:: Exercise brief ::
The lines to reproduce run from the one containing "only the first" to the end of the listing. Reproduce them exactly, both ends included, and nothing else.

:: Data to use ::
------------------------------------

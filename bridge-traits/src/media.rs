//! Playlist and media source descriptors shared between the playback core and
//! the host's provider implementations.

use serde::{Deserialize, Serialize};

/// One candidate rendition of a playlist item.
///
/// Providers are matched against the source's declared `kind` (e.g. `"mp4"`,
/// `"hls"`, `"youtube"`). Hosts are expected to have normalized the value
/// before it reaches the core.
#[derive(Debug, Clone, PartialEq, Eq, Serialize, Deserialize)]
pub struct MediaSource {
    /// Media URL.
    pub file: String,
    /// Declared media type, when known.
    #[serde(rename = "type", default, skip_serializing_if = "Option::is_none")]
    pub kind: Option<String>,
    /// Display label (quality level, language, ...).
    #[serde(default, skip_serializing_if = "Option::is_none")]
    pub label: Option<String>,
    /// Whether this source is the host's preferred rendition.
    #[serde(default)]
    pub default: bool,
}

impl MediaSource {
    /// Create a source for `file` with the given media type.
    pub fn new(file: impl Into<String>, kind: impl Into<String>) -> Self {
        Self {
            file: file.into(),
            kind: Some(kind.into()),
            label: None,
            default: false,
        }
    }

    /// Attach a display label.
    pub fn with_label(mut self, label: impl Into<String>) -> Self {
        self.label = Some(label.into());
        self
    }
}

/// An entry of the active playlist.
///
/// The core treats items as opaque apart from their sources: only the first
/// (primary) source decides which provider plays the item.
#[derive(Debug, Clone, Default, PartialEq, Eq, Serialize, Deserialize)]
pub struct PlaylistItem {
    /// Display title.
    #[serde(default, skip_serializing_if = "Option::is_none")]
    pub title: Option<String>,
    /// Longer description.
    #[serde(default, skip_serializing_if = "Option::is_none")]
    pub description: Option<String>,
    /// Poster / preview artwork URL.
    #[serde(default, skip_serializing_if = "Option::is_none")]
    pub image: Option<String>,
    /// Host-side media identifier.
    #[serde(default, skip_serializing_if = "Option::is_none")]
    pub mediaid: Option<String>,
    /// Candidate sources, in preference order.
    #[serde(default)]
    pub sources: Vec<MediaSource>,
}

impl PlaylistItem {
    /// Create an item from its sources.
    pub fn new(sources: Vec<MediaSource>) -> Self {
        Self {
            sources,
            ..Default::default()
        }
    }

    /// Attach a title.
    pub fn with_title(mut self, title: impl Into<String>) -> Self {
        self.title = Some(title.into());
        self
    }

    /// Attach preview artwork.
    pub fn with_image(mut self, image: impl Into<String>) -> Self {
        self.image = Some(image.into());
        self
    }

    /// The source that determines provider selection for this item.
    pub fn primary_source(&self) -> Option<&MediaSource> {
        self.sources.first()
    }
}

------------------------------------

:: Task response ::
/// The core treats items as opaque apart from their sources: only the first
/// (primary) source decides which provider plays the item.
#[derive(Debug, Clone, Default, PartialEq, Eq, Serialize, Deserialize)]
pub struct PlaylistItem {
    /// Display title.
    #[serde(default, skip_serializing_if = "Option::is_none")]
    pub title: Option<String>,
    /// Longer description.
    #[serde(default, skip_serializing_if = "Option::is_none")]
    pub description: Option<String>,
    /// Poster / preview artwork URL.
    #[serde(default, skip_serializing_if = "Option::is_none")]
    pub image: Option<String>,
    /// Host-side media identifier.
    #[serde(default, skip_serializing_if = "Option::is_none")]
    pub mediaid: Option<String>,
    /// Candidate sources, in preference order.
    #[serde(default)]
    pub sources: Vec<MediaSource>,
}

impl PlaylistItem {
    /// Create an item from its sources.
    pub fn new(sources: Vec<MediaSource>) -> Self {
        Self {
            sources,
            ..Default::default()
        }
    }

    /// Attach a title.
    pub fn with_title(mut self, title: impl Into<String>) -> Self {
        self.title = Some(title.into());
        self
    }

    /// Attach preview artwork.
    pub fn with_image(mut self, image: impl Into<String>) -> Self {
        self.image = Some(image.into());
        self
    }

    /// The source that determines provider selection for this item.
    pub fn primary_source(&self) -> Option<&MediaSource> {
        self.sources.first()
    }
}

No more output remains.